WINNER - Muru Award
Mother Scar Tree (2022)
Mother Scar Tree is an acknowledgment to the Dharug people who have held the knowledge on how to care this place for thousands of years. The female spirits are our ancestors they are hiding in plain sight. It is only when you stop to listen and watch that the spirits reveal themselves. They represent Aboriginal culture, effortlessly camouflaging and complementing the existing landscape, creating symbiotic relationships that has lasted for 100,000 years plus. The answers on how to care for the country have been ignored for 251 years and we are now at a deficit. It’s time to listen to culture and act before it’s too late.
About the Artist
Maddison Gibbs is a proud Barkindji woman, currently living on Gadigal Country in Sydney. Maddison’s artworks are based on her culture and surroundings, engaging with vital activism and culturally feminine intuitive visual poetics. She has studied at UTS and Eroa College. Maddie is a member of Boomalli Aboriginal Artists Co-operative and has exhibited in ‘No Show’ at Carriageworks; the Vivid Light Show; Sydney Fringe Festival; Hobiennale at Moonah Arts Centre Tasmania; and RANZCO Live Painting at the MCA. Maddison has been awarded the 2019 Australian Museum Young Indigenous Artist Fellowship; the Rotary Club of Sydney Soukup Animation Grant; the Bob Morgan International Scholarship and Winner of the Yapang Emerging art Prize, Lake Macquarie.
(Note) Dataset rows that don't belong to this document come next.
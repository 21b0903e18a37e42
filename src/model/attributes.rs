//! Immutable attribute containers.
//!
//! Attributes tag variants with the usage they represent (`usage=runtime`,
//! `category=documentation`, ...). Containers are never mutated in place:
//! [`ImmutableAttributes::overlay`] produces a new container, which is how
//! call-specific overrides are applied at artifact-selection time.

use serde::{Deserialize, Serialize};
use std::collections::BTreeMap;
use std::fmt;
use std::sync::Arc;

/// An ordered, immutable set of string attributes.
///
/// Cloning is cheap; the underlying map is shared.
#[derive(Debug, Clone, Default, PartialEq, Eq, Hash, Serialize, Deserialize)]
#[serde(from = "BTreeMap<String, String>", into = "BTreeMap<String, String>")]
pub struct ImmutableAttributes {
    entries: Arc<BTreeMap<String, String>>,
}

impl ImmutableAttributes {
    /// The empty attribute container.
    pub fn empty() -> Self {
        Self::default()
    }

    /// Build a container from key/value pairs. Later duplicates win.
    pub fn of<K, V>(pairs: impl IntoIterator<Item = (K, V)>) -> Self
    where
        K: Into<String>,
        V: Into<String>,
    {
        let entries = pairs.into_iter().map(|(k, v)| (k.into(), v.into())).collect();
        Self {
            entries: Arc::new(entries),
        }
    }

    /// Whether the container holds no attributes.
    pub fn is_empty(&self) -> bool {
        self.entries.is_empty()
    }

    /// Number of attributes.
    pub fn len(&self) -> usize {
        self.entries.len()
    }

    /// Look up an attribute value.
    pub fn get(&self, key: &str) -> Option<&str> {
        self.entries.get(key).map(String::as_str)
    }

    /// Iterate attributes in key order.
    pub fn iter(&self) -> impl Iterator<Item = (&str, &str)> {
        self.entries.iter().map(|(k, v)| (k.as_str(), v.as_str()))
    }

    /// Return a new container where every key of `overrides` replaces the
    /// corresponding value in `self`.
    pub fn overlay(&self, overrides: &ImmutableAttributes) -> Self {
        if overrides.is_empty() {
            return self.clone();
        }
        if self.is_empty() {
            return overrides.clone();
        }
        let mut merged = (*self.entries).clone();
        for (key, value) in overrides.entries.iter() {
            merged.insert(key.clone(), value.clone());
        }
        Self {
            entries: Arc::new(merged),
        }
    }

    /// Whether no key of `requested` is present here with a different value.
    ///
    /// Keys missing from `self` are compatible with anything.
    pub fn is_compatible_with(&self, requested: &ImmutableAttributes) -> bool {
        requested.iter().all(|(key, value)| self.get(key).is_none_or(|own| own == value))
    }

    /// Count of keys in `requested` that are present here with an equal value.
    pub fn matching_keys(&self, requested: &ImmutableAttributes) -> usize {
        requested.iter().filter(|(key, value)| self.get(key) == Some(*value)).count()
    }
}

impl From<BTreeMap<String, String>> for ImmutableAttributes {
    fn from(entries: BTreeMap<String, String>) -> Self {
        Self {
            entries: Arc::new(entries),
        }
    }
}

impl From<ImmutableAttributes> for BTreeMap<String, String> {
    fn from(attributes: ImmutableAttributes) -> Self {
        Arc::unwrap_or_clone(attributes.entries)
    }
}

impl fmt::Display for ImmutableAttributes {
    fn fmt(&self, f: &mut fmt::Formatter<'_>) -> fmt::Result {
        f.write_str("{")?;
        for (i, (key, value)) in self.iter().enumerate() {
            if i > 0 {
                f.write_str(", ")?;
            }
            write!(f, "{key}={value}")?;
        }
        f.write_str("}")
    }
}
//! Core error types shared by every layer of the crate.
//!
//! The resolution core returns [`ResolveError`] for the conditions callers
//! branch on (most importantly the NOT_FOUND condition of single-artifact
//! lookup), and passes errors produced by an artifact selector through as
//! [`anyhow::Error`] unchanged. [`user_friendly_error`] turns any of these into
//! an [`ErrorContext`] for terminal display.

pub mod error;

pub use error::{ConfigError, ErrorContext, ResolveError, SelectionError, user_friendly_error};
I would like to acknowledge country and the Dharug people of this land. I would like to acknowledge ancestors, past, present and emerging, who paved the way for us to continue culture and continues telling aboriginal stories today. My name is Madison Gibbs and I'm a Barkandji woman. The artwork created is called Mother Scar Tree and has a call to action for us all to listen.
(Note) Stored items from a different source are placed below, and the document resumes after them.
//! Results of one artifact selection call.

use crate::model::{
    ComponentArtifactId, ComponentArtifactMetadata, ImmutableAttributes, VariantResolveId,
    VariantResolveMetadata,
};
use std::collections::{HashMap, HashSet};
use std::sync::{Arc, OnceLock};

/// A selected physical variant with its effective attributes and surviving artifacts.
#[derive(Debug, Clone)]
pub struct ResolvedVariant {
    variant: Arc<VariantResolveMetadata>,
    attributes: ImmutableAttributes,
    artifacts: Vec<ComponentArtifactMetadata>,
}

impl ResolvedVariant {
    /// Create a resolved variant.
    pub fn new(
        variant: Arc<VariantResolveMetadata>,
        attributes: ImmutableAttributes,
        artifacts: Vec<ComponentArtifactMetadata>,
    ) -> Self {
        Self {
            variant,
            attributes,
            artifacts,
        }
    }

    /// The physical variant this was resolved from.
    pub fn variant(&self) -> &Arc<VariantResolveMetadata> {
        &self.variant
    }

    /// Variant attributes overlaid with the call's overrides.
    pub fn attributes(&self) -> &ImmutableAttributes {
        &self.attributes
    }

    /// Artifacts left after exclusions, in declaration order.
    pub fn artifacts(&self) -> &[ComponentArtifactMetadata] {
        &self.artifacts
    }
}

/// Scratch cache of resolved variants, scoped to a single selection call.
///
/// A fresh cache is created for every call: selection may depend on the
/// call's overrides and exclusions, so results are never shared between calls.
#[derive(Debug, Default)]
pub struct ResolvedVariantCache {
    resolved: HashMap<VariantResolveId, Arc<ResolvedVariant>>,
}

impl ResolvedVariantCache {
    /// An empty scratch cache.
    pub fn new() -> Self {
        Self::default()
    }

    /// Return the resolved form of `variant`, resolving it with `resolve` on first request.
    pub fn get_or_resolve<F>(
        &mut self,
        variant: &Arc<VariantResolveMetadata>,
        resolve: F,
    ) -> Arc<ResolvedVariant>
    where
        F: FnOnce() -> ResolvedVariant,
    {
        Arc::clone(self.resolved.entry(variant.id().clone()).or_insert_with(|| Arc::new(resolve())))
    }

    /// Number of variants resolved so far.
    pub fn len(&self) -> usize {
        self.resolved.len()
    }

    /// Whether nothing has been resolved.
    pub fn is_empty(&self) -> bool {
        self.resolved.is_empty()
    }
}

/// The lazy, deduplicated output of one selection call.
///
/// The flattened artifact list is computed on first access and keeps the
/// first occurrence of each artifact identity.
#[derive(Debug, Default)]
pub struct ResolvedArtifactSet {
    variants: Vec<Arc<ResolvedVariant>>,
    artifacts: OnceLock<Vec<ComponentArtifactMetadata>>,
}

impl ResolvedArtifactSet {
    /// A set with no variants.
    pub fn empty() -> Self {
        Self::default()
    }

    /// A set over the given resolved variants.
    pub fn new(variants: Vec<Arc<ResolvedVariant>>) -> Self {
        Self {
            variants,
            artifacts: OnceLock::new(),
        }
    }

    /// Resolved variants in selection order.
    pub fn variants(&self) -> &[Arc<ResolvedVariant>] {
        &self.variants
    }

    /// Deduplicated artifacts across all variants.
    pub fn artifacts(&self) -> &[ComponentArtifactMetadata] {
        self.artifacts.get_or_init(|| {
            let mut seen: HashSet<ComponentArtifactId> = HashSet::new();
            let artifacts: Vec<ComponentArtifactMetadata> = self
                .variants
                .iter()
                .flat_map(|variant| variant.artifacts())
                .filter(|artifact| seen.insert(artifact.id()))
                .cloned()
                .collect();
            tracing::trace!(
                target: "selector",
                "flattened {} variant(s) into {} artifact(s)",
                self.variants.len(),
                artifacts.len()
            );
            artifacts
        })
    }

    /// Whether the set holds no artifacts.
    pub fn is_empty(&self) -> bool {
        self.artifacts().is_empty()
    }
}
The Aboriginal matriarchy has held the knowledge of this land and how to care for country for thousands of years and it is now time to stop, recognize, listen and act. I drew these spirit figures sitting in nature listening, listening to country, listening to the birds, listening to the water, the land, the sky, the sea, the people and what is on country now? Death, destruction. Mother Nature is angry, she's upset, she's sad.
We're not listening, we're not doing enough. I encourage everybody to sit down to think about their accountability, to think about how they contribute to the health of this country, to all of our health. The nature has the answers. It's time for us all to listen.